Si discute molto, in questi ultimi anni, attorno al tema del narcisismo, come una modalità dell’essere che esclude l’altro, crea relazioni disfunzionali che tendono alla dipendenza, all’esaltazione del narcisista, un uomo, una donna al centro dell’universo.
Eppure, vi è un periodo nella nostra vita in cui la “soddisfazione narcisistica” è fondamentale e se questa fase non viene superata le persone inseguono il “sé grandioso” per tutta la vita.
Il bambino, nei primi mesi di vita, ha assolutamente bisogno di sviluppare e coltivare un narcisismo che nutra il suo senso di autoefficacia, la fiducia nelle proprie capacità. Ha bisogno di genitori capaci di sintonizzarsi con lui e, rispondendo alle sue aspettative, lo convincano di essere “capace di tutto”, di essere in grado di raggiungere qualsiasi obiettivo, adulti in grado di assecondare questo “delirio di onnipotenza” nella consapevolezza che, crescendo, l’incontro con la realtà permetterà di mitigare questo sano narcisismo.
Se invece questa fase non viene adeguatamente supportata, il bambino, crescendo, cercherà continuamente persone che gli confermino le proprie illusioni.
Il narcisismo può essere di tipo proiettivo, quando idealizzo persone, cantanti, squadre, partiti politici oppure speculare, quando desidero che gli altri mi vedano come un “vincente”, mi considerino capace. Entrambe queste modalità evidenziano una ferita narcisistica ancora aperta e compromettono seriamente le relazioni affettive, amicali.
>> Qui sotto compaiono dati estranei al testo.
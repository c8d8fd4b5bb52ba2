//! `/1/pkgs`: tagged manifests and chunked, content-addressed blobs.

use super::{
    HEADER_AVAILABLE, HEADER_DIGEST, HEADER_END, HEADER_FORCE, HEADER_START, HEADER_TOTAL,
    body_stream, header_string, set_header,
};
use crate::{
    auth::bearer_token,
    cli::builders::{BuildError, PackageListFlags, PullFlags, PushFlags, PushStatusFlags, TagFlags},
    errors::ServiceError,
    state::AppState,
};
use axum::{
    Json,
    body::Body,
    extract::{Query, State},
    http::{HeaderMap, HeaderValue, StatusCode, header},
    response::{IntoResponse, Response},
};
use serde::Deserialize;

/// Query half of a push; the rest travels in headers.
#[derive(Debug, Deserialize)]
pub struct PushQuery {
    pub tag: Option<String>,
    #[serde(rename = "type")]
    pub type_: Option<String>,
}

pub async fn list_packages(
    State(state): State<AppState>,
    headers: HeaderMap,
    Query(flags): Query<PackageListFlags>,
) -> Result<Response, ServiceError> {
    let payload = flags.build()?;
    let token = bearer_token(&headers);
    let res = state.packages.list(token.as_deref(), payload).await?;
    Ok(Json(res).into_response())
}

/// `GET /1/pkgs/pull?ref&type&digest&offset`
pub async fn pull_package(
    State(state): State<AppState>,
    headers: HeaderMap,
    Query(flags): Query<PullFlags>,
) -> Result<Response, ServiceError> {
    let payload = flags.build()?;
    let token = bearer_token(&headers);
    let (range, stream) = state.packages.pull(token.as_deref(), payload).await?;

    let mut response = Response::new(Body::from_stream(stream));
    let h = response.headers_mut();
    h.insert(
        header::CONTENT_TYPE,
        HeaderValue::from_static("application/octet-stream"),
    );
    h.insert(header::CONTENT_LENGTH, HeaderValue::from(range.available));
    set_header(h, HEADER_TOTAL, range.total);
    set_header(h, HEADER_AVAILABLE, range.available);
    Ok(response)
}

/// `POST /1/pkgs/push?tag&type`: 200 once the blob is complete, 202 while
/// more ranges are expected.
pub async fn push_package(
    State(state): State<AppState>,
    headers: HeaderMap,
    Query(query): Query<PushQuery>,
    body: Body,
) -> Result<Response, ServiceError> {
    let flags = PushFlags {
        tag: query.tag,
        type_: query.type_,
        digest: header_string(&headers, HEADER_DIGEST),
        force: header_string(&headers, HEADER_FORCE),
        start: header_string(&headers, HEADER_START),
        end: header_string(&headers, HEADER_END),
    };
    let payload = flags.build()?;
    let token = bearer_token(&headers);
    let outcome = state
        .packages
        .push(token.as_deref(), payload, body_stream(body))
        .await?;

    let status = if outcome.complete {
        StatusCode::OK
    } else {
        StatusCode::ACCEPTED
    };
    Ok((status, Json(outcome.result)).into_response())
}

/// `GET /1/pkgs/push/status?tag&digest`
pub async fn push_status(
    State(state): State<AppState>,
    headers: HeaderMap,
    Query(flags): Query<PushStatusFlags>,
) -> Result<Response, ServiceError> {
    let (tag, digest) = flags.build()?;
    let token = bearer_token(&headers);
    let res = state.packages.status(token.as_deref(), &tag, &digest).await?;
    Ok(Json(res).into_response())
}

/// `DELETE /1/pkgs?tag`
pub async fn remove_package(
    State(state): State<AppState>,
    headers: HeaderMap,
    Query(flags): Query<TagFlags>,
) -> Result<Response, ServiceError> {
    let tag = flags.build().map_err(BuildError::into_bad_request)?;
    let token = bearer_token(&headers);
    state.packages.remove(token.as_deref(), &tag).await?;
    Ok(StatusCode::NO_CONTENT.into_response())
}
Hai trattato un tema molto caldo e molto vasto. Da quando sono genitore mi rendo conto che tanti argomenti psicologici vengono trattati ‘scaricando’ la responsabilità di mancanze, ferite, traumi… sui genitori. E mi chiedo quanto sia giusto e corretto. I genitori sono degli esseri umani con i loro punti di forza e di debolezza; a volte sbaglieranno e a volte indovineranno perché in questa vita è così. Esseri perfetti non ne esistono. Lo dico perché in quanto mamma molto sensibile alla tematica dell’educazione mi rendo conto che finisco col rimproverarmi continuamente, sentirmi in colpa, accusarmi se mi sono lasciata andare e non ho seguito la teoria/gli insegnamenti montessoriani, junghiani, steineriani, freudiani, della comunicazione non violenta (Marshall), ecc. ecc. Credo nell’importanza dell’educazione tanto quanto la fallibilità dei genitori.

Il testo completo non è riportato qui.